ROMA – L’ha fermata, si è calato le braghe e le ha detto: “Guardami, facciamolo”. E’ iniziato così l’incubo di una diciannovenne, molestata in un sottopasso della stazione ferroviaria di Terni. In manette è finito un nigeriano di 30 anni, rintracciato poco dopo dalla polizia mentre era ancora all’interno della stazione, in cerca di una via di fuga.

Secondo quanto fatto trapelare dalla questura, l’aggressione sarebbe avvenuta intorno alle 16.45 di mercoledì 9 novembre. Il nigeriano ha fermato la sua vittima in un sotto passo, l’ha avvicinata e ha allungato le mani: le avrebbe palpeggiato il seno e poi, dopo essersi deto, l’avrebbe invitata insistentemente a guardare il suo membro e ad avere un rapporto con lui.

Quando gli agenti sono giunti sul posto hanno trovato la giovane stravolta e in preda a una crisi di pianto. La vittima ha fornito loro alcune indicazioni utili a identificare l’uomo. Lo hanno trovato poco dopo mentre vagava all’interno della stazione: alla vista dei poliziotti il nigeriano ha provato a scappare ma è stato fermato e portato in Questura. Il pm ha disposto la custodia in carcere in attesa di convalida.

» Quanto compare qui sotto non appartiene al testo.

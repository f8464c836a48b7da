//! Semantic search over an index.

use reqwest::multipart::Form;
use serde::{Deserialize, Serialize};

use crate::{TwelveClient, error::ServiceError, http};

/// One natural-language search against an index.
#[derive(Debug, Clone, PartialEq, Eq)]
pub struct SearchQuery {
    pub index_id: String,
    pub query_text: String,
    /// How `options` combine (`or` / `and`).
    pub operator: String,
    /// Modalities to search (`visual`, `transcription`, ...).
    pub options: Vec<String>,
}

/// A matching clip, best first.
#[derive(Debug, Clone, PartialEq, Serialize, Deserialize)]
pub struct SearchHit {
    #[serde(default)]
    pub video_id: Option<String>,
    #[serde(default)]
    pub score: Option<f64>,
    #[serde(default)]
    pub start: Option<f64>,
    #[serde(default)]
    pub end: Option<f64>,
}

#[derive(Deserialize)]
struct SearchResponse {
    #[serde(default)]
    data: Vec<SearchHit>,
}

impl SearchQuery {
    /// Multipart body; each search option is sent as its own repeated field.
    fn into_form(self) -> Form {
        let mut form = Form::new()
            .text("query_text", self.query_text)
            .text("index_id", self.index_id)
            .text("operator", self.operator);
        for option in self.options {
            form = form.text("search_options", option);
        }
        form
    }
}

impl TwelveClient {
    /// Run a semantic search and return hits in service ranking order.
    ///
    /// # Errors
    ///
    /// Returns [`ServiceError`] if the request fails, the service answers
    /// with anything but 200, or the body cannot be decoded.
    pub async fn search(&self, query: &SearchQuery) -> Result<Vec<SearchHit>, ServiceError> {
        let resp = self
            .http
            .post(self.url("/search"))
            .multipart(query.clone().into_form())
            .send()
            .await?;
        let resp = http::check_response(resp, http::OK).await?;
        let data: SearchResponse = resp.json().await?;
        Ok(data.data)
    }
}

#[cfg(test)]
mod tests {
    use super::*;

    const FIXTURE: &str = r#"{
        "search_pool": {"total_count": 1, "total_duration": 117, "index_id": "idx-1"},
        "data": [
            {"score": 84.2, "start": 12.5, "end": 20.0, "video_id": "vid-9", "confidence": "high", "rank": 1},
            {"score": 61.0, "start": 40.0, "end": 44.0, "video_id": "vid-9", "confidence": "medium", "rank": 2}
        ],
        "page_info": {"limit_per_page": 10, "total_results": 2}
    }"#;

    #[test]
    fn parse_search_response() {
        let data: SearchResponse = serde_json::from_str(FIXTURE).unwrap();
        assert_eq!(data.data.len(), 2);
        assert_eq!(data.data[0].video_id.as_deref(), Some("vid-9"));
        assert_eq!(data.data[0].start, Some(12.5));
    }

    #[test]
    fn hit_without_video_id_still_parses() {
        let hit: SearchHit = serde_json::from_str(r#"{"score": 10.0}"#).unwrap();
        assert!(hit.video_id.is_none());
    }

    #[test]
    fn form_boundary_is_set() {
        let query = SearchQuery {
            index_id: "idx-1".into(),
            query_text: "What is the man searching for?".into(),
            operator: "or".into(),
            options: vec!["visual".into(), "transcription".into()],
        };
        let form = query.into_form();
        assert!(!form.boundary().is_empty());
    }
}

Secondo i primi accertamenti, sembra che il 30enne non fosse sconosciuto alle forze dell’ordine. Era stato arrestato già nel 2012 per detenzione e spaccio di stupefacenti. Lo scorso 30 settembre inoltre aveva tentato un altro approccio con due giovani bariste in centro città. In quell’occasione arrivò a sfondare la porta del bagno dove una delle vittime aveva cercato rifugio.